[comp.sys.amiga] Impressions: The A3000 & Video Toaster

bwdavies@rodan.acs.syr.edu (12/27/90)

So.  I just went to Industrial Color Labs (our local photo-processor cum
Commodore dealer) and spent some time playing with the Amiga 3000 and 
an Amiga 2500 with a Video Toaster.

Just to set things up, I've been doing a good deal of research into the 
various "personal computers" available, and have boiled it down to the
Amiga 3000+ or some form of NeXT (probably a NeXTstaion or old cube).

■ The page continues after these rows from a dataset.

//! hashed-dictionary: a generic key-value dictionary over a prime-sized hash
//! table with chained collision resolution and load-factor growth.
//!
//! Internal Design:
//!
//! Summary
//! - Goal: amortized O(1) `add`/`get_value` for any `K: Eq + Hash`, with a
//!   slot model and growth rule simple enough to reason about by hand.
//! - Layers:
//!   - `capacity`: pure sizing rules. Table sizes are prime and stay within
//!     `[MIN_SIZE, MAX_SIZE]`; growth targets `next_prime(2 * size)`.
//!   - `BucketTable<K, V>`: slot array plus an entry arena (`SlotMap`).
//!     Owns index computation, chain probing, insertion and growth.
//!   - `KeyIter<'a, K, V>`: forward-only key enumeration borrowing the table.
//!   - `HashedDictionary<K, V>`: public API, builder and logging.
//!
//! Slots and chains
//! - A slot is `Empty`, `Available` or the head of a chain. `Available` is a
//!   tombstone state kept in the model for a deletion design; nothing in the
//!   public API produces it, and lookups and enumeration skip it.
//! - Chains are linked by arena key, so every entry has exactly one owner
//!   (its slot or its predecessor) and no reference cycles exist.
//!
//! Collision policy
//! - `CollisionPolicy::ReplaceHead` (default) keeps the historical insertion
//!   rule of this dictionary: a new key whose slot is already occupied
//!   becomes the new chain head and the old chain is discarded. Lookups and
//!   enumeration look at chain heads only, so among keys that share an index
//!   only the most recently inserted one is retrievable. `len` still counts
//!   every fresh insertion.
//! - `CollisionPolicy::Chain` is ordinary separate chaining: new keys are
//!   linked at the chain tail and lookups walk the chain.
//!
//! Hashing
//! - Keys are hashed with `rustc_hash::FxHasher`. The 64-bit hash is read as
//!   signed and reduced modulo the table size, with negative remainders
//!   folded back into range. Placement is deterministic across runs.
//!
//! Growth
//! - Runs inside `add` once `len > MAX_LOAD_FACTOR * table_size`. The slot
//!   array and arena are replaced and every reachable pair is re-inserted
//!   through the ordinary insert path in slot order. `collision_count`
//!   keeps counting across growth.
//! - The target size is validated before the insertion mutates anything, so
//!   an `add` that would outgrow `MAX_SIZE` fails with no effect.
//!
//! Notes and non-goals
//! - Single-threaded; enumerators borrow the dictionary so it cannot be
//!   mutated while one is alive.
//! - No key removal, no value iteration, no custom hashers.

mod bucket_table;
pub mod capacity;
mod dictionary;
mod error;
mod hashed_dictionary;
mod hashed_dictionary_proptest;
mod key_iter;

// Public surface
pub use bucket_table::CollisionPolicy;
pub use dictionary::Dictionary;
pub use error::DictionaryError;
pub use hashed_dictionary::{DictionaryBuilder, HashedDictionary};
pub use key_iter::KeyIter;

It was difficult to tell how good the video was for the A3000, because it
had a regular TV-type monitor attached to a genlock card for the video
from a laser disk player.  It also had a Commodore 1950 multisync, but
that was completely screwed up by the genlock (or so the salesman said),
and totally useless.  

It looked OK, but I'm still not thrilled with the text.  It was hard to judge 
much of anything because: a) there was no software, outside of one drawing
package and AmigaVision, and b) the monitor that worked was set up with a 
large overscan, so the image ran off the top of the screen.

There wasn't anything to really try the keyboard out on, but I wasn't
impressed.  It seemed a little mushy, but I couldn't really try it out.
Still, Northgate (I think) sells replacement keyboards (101 key IBM type),
with Amiga-related keys.

The mouse is nice, it fits in your hand well and has good feedback.  It
seems kind of lightweight, though.

AmigaVision seemed interesting, but it was hard to do anything since there
weren't any files to use as input, and the bottom of the screen (where it
tells you what the icons are) was scanned off the bottom of the screen.

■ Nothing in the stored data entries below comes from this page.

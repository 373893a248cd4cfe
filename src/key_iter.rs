//! KeyIter: forward-only enumeration of the keys reachable from the slots.

use crate::bucket_table::{BucketTable, Slot};
use crate::error::DictionaryError;
use core::hash::Hash;
use core::iter::FusedIterator;
use slotmap::DefaultKey;

/// Lazy, one-shot sequence over the keys stored in a `HashedDictionary`.
///
/// The expected count is captured from the dictionary's length when the
/// enumerator is created. Slots are visited in index order; under
/// `CollisionPolicy::Chain` every key of a chain is yielded before moving
/// on, under `CollisionPolicy::ReplaceHead` each occupied slot yields its
/// head key.
pub struct KeyIter<'a, K, V> {
    table: &'a BucketTable<K, V>,
    cursor: usize,
    link: Option<DefaultKey>,
    remaining: usize,
}

impl<'a, K, V> KeyIter<'a, K, V>
where
    K: Eq + Hash,
{
    pub(crate) fn new(table: &'a BucketTable<K, V>) -> Self {
        Self {
            table,
            cursor: 0,
            link: None,
            remaining: table.len(),
        }
    }

    pub fn has_next(&self) -> bool {
        self.remaining > 0
    }

    /// Next key, or `DictionaryError::Exhausted` once the count captured at
    /// creation is used up or the slots run out.
    pub fn try_next(&mut self) -> Result<&'a K, DictionaryError> {
        if !self.has_next() {
            return Err(DictionaryError::Exhausted);
        }
        let table = self.table;
        let Some(k) = self.link.take().or_else(|| self.next_head()) else {
            // Replaced heads leave `len` above the number of reachable keys.
            self.remaining = 0;
            return Err(DictionaryError::Exhausted);
        };
        let entry = table.entry(k);
        self.link = entry.next;
        self.remaining -= 1;
        Ok(&entry.key)
    }

    /// Removing through the enumerator is not supported.
    pub fn remove(&mut self) -> Result<(), DictionaryError> {
        Err(DictionaryError::Unsupported { operation: "remove" })
    }

    fn next_head(&mut self) -> Option<DefaultKey> {
        let slots = self.table.slots();
        while let Some(slot) = slots.get(self.cursor) {
            self.cursor += 1;
            if let Slot::Occupied(head) = *slot {
                return Some(head);
            }
        }
        None
    }
}

impl<'a, K, V> Iterator for KeyIter<'a, K, V>
where
    K: Eq + Hash,
{
    type Item = &'a K;

    #[inline]
    fn next(&mut self) -> Option<Self::Item> {
        self.try_next().ok()
    }

    fn size_hint(&self) -> (usize, Option<usize>) {
        (0, Some(self.remaining))
    }
}

impl<K, V> FusedIterator for KeyIter<'_, K, V> where K: Eq + Hash {}
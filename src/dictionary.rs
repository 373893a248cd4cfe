//! The dictionary abstraction implemented by `HashedDictionary`.

use crate::error::DictionaryError;

/// An associative container keyed by `K`.
pub trait Dictionary<K, V> {
    type Keys<'a>: Iterator<Item = &'a K>
    where
        Self: 'a,
        K: 'a;

    /// Associate `value` with `key`, returning the value it replaced.
    fn add(&mut self, key: K, value: V) -> Result<Option<V>, DictionaryError>;

    fn get_value(&self, key: &K) -> Option<&V>;

    /// Fresh enumeration of the stored keys.
    fn key_iter(&self) -> Self::Keys<'_>;
}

The Video Toaster was pretty cool.  They had a camera pointed out the window,
and I played around with switching images back and forth between a graphics
image (the same two from the Computer Chronicles segment) and the live 
video.

The salesman said that he could have gotten an A3000UX, but was reluctant
to tie up that much money in something he wasn't sure had any demand.  
He said that work was underway on an A3000T -- a tower case A3000 which 
would have enough room for the Video Toaster and more slots.  He also
said that he expected the price for an A3000UX with a 200 Mb hard drive
and 8 Mb of RAM to be about $4000 (I believe this was educational).

Finally, he said that Commodore was apparently changing the educational
discount program (and possibly prices) around.  He didn't have any forms,
but he expected to have some and the new prices by early January.

-- 
-------------------------------------------------------------------------------
Sam Hill Cabal				"If there's anything insidious going
bwdavies@sunrise.bitnet			 on in the world, the media is behind
bwdavies@rodan.acs.syr.edu		 it!"	-T.J. Teru

seanc@pro-party.cts.com (Sean Cunningham) (12/28/90)

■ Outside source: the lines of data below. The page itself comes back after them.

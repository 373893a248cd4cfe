//! HashedDictionary: public API over `BucketTable`, plus its builder.

use crate::bucket_table::{BucketTable, CollisionPolicy};
use crate::capacity::DEFAULT_CAPACITY;
use crate::dictionary::Dictionary;
use crate::error::DictionaryError;
use crate::key_iter::KeyIter;
use core::borrow::Borrow;
use core::fmt;
use core::hash::Hash;
use core::marker::PhantomData;

/// A dictionary over a prime-sized, chained hash table that doubles (to the
/// next prime) once more than half of its slots would be used.
///
/// Keys are hashed with `FxHasher`, so slot placement is deterministic
/// across runs.
pub struct HashedDictionary<K, V> {
    table: BucketTable<K, V>,
}

/// Options for constructing a `HashedDictionary<K, V>`.
pub struct DictionaryBuilder<K, V> {
    initial_capacity: usize,
    collision_policy: CollisionPolicy,
    _pd: PhantomData<fn() -> (K, V)>,
}

impl<K, V> Default for DictionaryBuilder<K, V> {
    fn default() -> Self {
        Self {
            initial_capacity: DEFAULT_CAPACITY,
            collision_policy: CollisionPolicy::default(),
            _pd: PhantomData,
        }
    }
}

impl<K, V> Clone for DictionaryBuilder<K, V> {
    fn clone(&self) -> Self {
        Self {
            initial_capacity: self.initial_capacity,
            collision_policy: self.collision_policy,
            _pd: PhantomData,
        }
    }
}

impl<K, V> fmt::Debug for DictionaryBuilder<K, V> {
    fn fmt(&self, f: &mut fmt::Formatter<'_>) -> fmt::Result {
        f.debug_struct("DictionaryBuilder")
            .field("initial_capacity", &self.initial_capacity)
            .field("collision_policy", &self.collision_policy)
            .finish()
    }
}

impl<K, V> DictionaryBuilder<K, V>
where
    K: Eq + Hash,
{
    pub fn new() -> Self {
        Self::default()
    }

    /// Requested capacity; raised to `DEFAULT_CAPACITY` and then to the next
    /// prime when building.
    pub fn initial_capacity(mut self, capacity: usize) -> Self {
        self.initial_capacity = capacity;
        self
    }

    pub fn collision_policy(mut self, policy: CollisionPolicy) -> Self {
        self.collision_policy = policy;
        self
    }

    pub fn build(self) -> Result<HashedDictionary<K, V>, DictionaryError> {
        let table = BucketTable::new(self.initial_capacity, self.collision_policy)?;
        Ok(HashedDictionary::from_table(table))
    }
}

impl<K, V> HashedDictionary<K, V>
where
    K: Eq + Hash,
{
    /// Empty dictionary with `DEFAULT_CAPACITY` slots.
    pub fn new() -> Self {
        Self::from_table(BucketTable::with_size(
            DEFAULT_CAPACITY,
            CollisionPolicy::default(),
        ))
    }

    pub fn with_capacity(capacity: usize) -> Result<Self, DictionaryError> {
        Self::builder().initial_capacity(capacity).build()
    }

    pub fn builder() -> DictionaryBuilder<K, V> {
        DictionaryBuilder::new()
    }

    fn from_table(table: BucketTable<K, V>) -> Self {
        log::debug!(
            "created dictionary with {} slots ({:?})",
            table.table_size(),
            table.policy()
        );
        Self { table }
    }

    /// Insert `key`, or overwrite its value if it is already stored.
    ///
    /// Returns the previous value on overwrite and `None` on a fresh
    /// insertion. Fails with `DictionaryError::TableTooLarge`, leaving the
    /// dictionary untouched, when the insertion would grow the table past
    /// `capacity::MAX_SIZE`.
    pub fn add(&mut self, key: K, value: V) -> Result<Option<V>, DictionaryError> {
        self.table.insert(key, value)
    }

    pub fn get_value<Q>(&self, key: &Q) -> Option<&V>
    where
        K: Borrow<Q>,
        Q: ?Sized + Hash + Eq,
    {
        self.table.get(key)
    }

    pub fn contains_key<Q>(&self, key: &Q) -> bool
    where
        K: Borrow<Q>,
        Q: ?Sized + Hash + Eq,
    {
        self.table.get(key).is_some()
    }

    pub fn key_iter(&self) -> KeyIter<'_, K, V> {
        KeyIter::new(&self.table)
    }

    /// Number of insertions of new keys since the last growth rebuilt the
    /// table. Under `CollisionPolicy::ReplaceHead` this can exceed the
    /// number of retrievable keys.
    pub fn len(&self) -> usize {
        self.table.len()
    }

    pub fn is_empty(&self) -> bool {
        self.table.len() == 0
    }

    /// Number of slots; always prime.
    pub fn table_size(&self) -> usize {
        self.table.table_size()
    }

    pub fn load_factor(&self) -> f64 {
        self.table.len() as f64 / self.table.table_size() as f64
    }

    /// Chain links walked by all insertions so far, growth included.
    pub fn collision_count(&self) -> u64 {
        self.table.collision_count()
    }

    pub fn collision_policy(&self) -> CollisionPolicy {
        self.table.policy()
    }

    /// Slot `key` hashes to under the current table size.
    pub fn bucket_index<Q>(&self, key: &Q) -> usize
    where
        Q: ?Sized + Hash,
    {
        self.table.bucket_index(key)
    }
}

impl<K, V> Default for HashedDictionary<K, V>
where
    K: Eq + Hash,
{
    fn default() -> Self {
        Self::new()
    }
}

impl<K, V> fmt::Debug for HashedDictionary<K, V>
where
    K: Eq + Hash + fmt::Debug,
    V: fmt::Debug,
{
    fn fmt(&self, f: &mut fmt::Formatter<'_>) -> fmt::Result {
        f.debug_map()
            .entries(
                self.key_iter()
                    .filter_map(|k| self.get_value(k).map(|v| (k, v))),
            )
            .finish()
    }
}

impl<K, V> Dictionary<K, V> for HashedDictionary<K, V>
where
    K: Eq + Hash,
{
    type Keys<'a>
        = KeyIter<'a, K, V>
    where
        Self: 'a,
        K: 'a;

    fn add(&mut self, key: K, value: V) -> Result<Option<V>, DictionaryError> {
        HashedDictionary::add(self, key, value)
    }

    fn get_value(&self, key: &K) -> Option<&V> {
        HashedDictionary::get_value(self, key)
    }

    fn key_iter(&self) -> Self::Keys<'_> {
        HashedDictionary::key_iter(self)
    }
}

In-Reply-To: message from bwdavies@rodan.acs.syr.edu

 
Apparently, there is more to A3000 + Toaster compatibility than room.  
 
>From what I've been told, Toasters have a tendency to "spark" when they're
installed in an A3000...a *big* spark.
 
But an A3000T will be nice nonetheless...I just hope the keep with the current
styling, because the A3500 that was shown in AUI was just plain ugly.  There
wasn't anything to distinguish it from the many tower clones out there, and it
looked suspiciously similar to the C= PC60.